DATA SUPPLIED
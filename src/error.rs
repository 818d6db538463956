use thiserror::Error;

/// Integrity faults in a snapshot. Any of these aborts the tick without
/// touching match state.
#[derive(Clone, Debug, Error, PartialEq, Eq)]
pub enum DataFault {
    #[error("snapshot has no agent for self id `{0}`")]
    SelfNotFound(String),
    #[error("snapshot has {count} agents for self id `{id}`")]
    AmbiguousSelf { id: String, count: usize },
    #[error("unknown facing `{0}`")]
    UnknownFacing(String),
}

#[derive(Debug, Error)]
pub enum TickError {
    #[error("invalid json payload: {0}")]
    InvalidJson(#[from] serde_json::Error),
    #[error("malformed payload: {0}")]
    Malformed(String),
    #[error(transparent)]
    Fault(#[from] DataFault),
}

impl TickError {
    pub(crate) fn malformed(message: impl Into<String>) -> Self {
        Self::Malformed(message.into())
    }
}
---
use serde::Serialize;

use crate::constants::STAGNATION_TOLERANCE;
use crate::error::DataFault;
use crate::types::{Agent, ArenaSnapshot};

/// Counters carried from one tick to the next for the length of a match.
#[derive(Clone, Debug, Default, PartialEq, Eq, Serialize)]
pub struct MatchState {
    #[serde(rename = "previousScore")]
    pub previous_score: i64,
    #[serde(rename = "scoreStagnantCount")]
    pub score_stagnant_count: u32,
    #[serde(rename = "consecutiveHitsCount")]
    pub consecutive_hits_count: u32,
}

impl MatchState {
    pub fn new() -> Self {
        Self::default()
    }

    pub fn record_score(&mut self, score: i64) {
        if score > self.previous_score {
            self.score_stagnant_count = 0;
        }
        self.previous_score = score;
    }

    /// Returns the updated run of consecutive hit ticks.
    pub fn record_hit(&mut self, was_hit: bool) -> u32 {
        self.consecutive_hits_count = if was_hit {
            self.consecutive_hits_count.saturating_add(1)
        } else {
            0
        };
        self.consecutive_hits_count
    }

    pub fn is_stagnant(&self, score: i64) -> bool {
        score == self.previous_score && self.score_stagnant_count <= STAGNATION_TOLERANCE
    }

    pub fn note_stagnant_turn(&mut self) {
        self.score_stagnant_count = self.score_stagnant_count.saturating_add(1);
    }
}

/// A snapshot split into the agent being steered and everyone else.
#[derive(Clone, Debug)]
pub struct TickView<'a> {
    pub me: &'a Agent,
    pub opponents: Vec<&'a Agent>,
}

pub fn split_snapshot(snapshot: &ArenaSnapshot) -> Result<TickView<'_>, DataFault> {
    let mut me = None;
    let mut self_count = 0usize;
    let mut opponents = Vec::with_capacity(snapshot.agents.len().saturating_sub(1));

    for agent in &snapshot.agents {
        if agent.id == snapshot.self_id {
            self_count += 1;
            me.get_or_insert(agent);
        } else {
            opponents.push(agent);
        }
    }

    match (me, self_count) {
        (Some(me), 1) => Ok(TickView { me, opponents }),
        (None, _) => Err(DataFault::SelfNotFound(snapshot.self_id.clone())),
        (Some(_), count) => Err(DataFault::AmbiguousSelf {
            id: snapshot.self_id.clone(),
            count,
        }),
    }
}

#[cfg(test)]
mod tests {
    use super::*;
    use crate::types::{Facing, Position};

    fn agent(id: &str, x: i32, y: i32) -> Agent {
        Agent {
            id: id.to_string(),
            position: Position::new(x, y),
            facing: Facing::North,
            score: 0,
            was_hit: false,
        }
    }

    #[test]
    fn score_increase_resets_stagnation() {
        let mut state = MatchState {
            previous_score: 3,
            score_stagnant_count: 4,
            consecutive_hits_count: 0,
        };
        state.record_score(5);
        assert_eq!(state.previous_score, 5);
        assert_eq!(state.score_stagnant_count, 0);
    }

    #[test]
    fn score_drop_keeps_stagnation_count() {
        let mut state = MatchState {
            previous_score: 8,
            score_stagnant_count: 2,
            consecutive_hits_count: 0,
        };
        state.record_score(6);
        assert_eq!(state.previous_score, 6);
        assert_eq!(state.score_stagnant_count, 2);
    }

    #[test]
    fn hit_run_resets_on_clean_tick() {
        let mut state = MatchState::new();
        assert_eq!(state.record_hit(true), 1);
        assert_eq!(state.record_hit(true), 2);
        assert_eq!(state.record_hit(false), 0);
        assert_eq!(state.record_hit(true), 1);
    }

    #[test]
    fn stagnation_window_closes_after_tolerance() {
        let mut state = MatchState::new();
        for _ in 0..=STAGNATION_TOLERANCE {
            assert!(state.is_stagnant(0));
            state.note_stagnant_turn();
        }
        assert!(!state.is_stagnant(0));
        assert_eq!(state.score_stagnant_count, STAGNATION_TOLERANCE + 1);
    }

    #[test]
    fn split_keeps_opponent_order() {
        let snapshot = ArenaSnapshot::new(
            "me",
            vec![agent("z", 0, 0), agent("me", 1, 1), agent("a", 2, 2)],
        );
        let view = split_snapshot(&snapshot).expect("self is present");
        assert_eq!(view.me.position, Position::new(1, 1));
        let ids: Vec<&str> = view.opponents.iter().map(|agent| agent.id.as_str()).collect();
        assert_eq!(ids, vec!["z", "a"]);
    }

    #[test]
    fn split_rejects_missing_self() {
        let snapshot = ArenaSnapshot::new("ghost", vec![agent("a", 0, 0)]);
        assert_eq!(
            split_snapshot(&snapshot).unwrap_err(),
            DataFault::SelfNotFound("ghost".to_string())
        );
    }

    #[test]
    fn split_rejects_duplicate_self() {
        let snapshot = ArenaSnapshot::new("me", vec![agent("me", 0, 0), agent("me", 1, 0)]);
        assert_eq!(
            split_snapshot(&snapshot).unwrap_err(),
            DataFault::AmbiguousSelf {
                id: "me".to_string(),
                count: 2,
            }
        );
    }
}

AIM OF THE TASK
Taking the records above, retype every line from the one with "filename src/error.rs" down to the one with "#[derive(Debug, Error)]", exactly and with nothing else.

REPLY
filename src/error.rs
repository 818d6db538463956
use thiserror::Error;

/// Integrity faults in a snapshot. Any of these aborts the tick without
/// touching match state.
#[derive(Clone, Debug, Error, PartialEq, Eq)]
pub enum DataFault {
    #[error("snapshot has no agent for self id `{0}`")]
    SelfNotFound(String),
    #[error("snapshot has {count} agents for self id `{id}`")]
    AmbiguousSelf { id: String, count: usize },
    #[error("unknown facing `{0}`")]
    UnknownFacing(String),
}

#[derive(Debug, Error)]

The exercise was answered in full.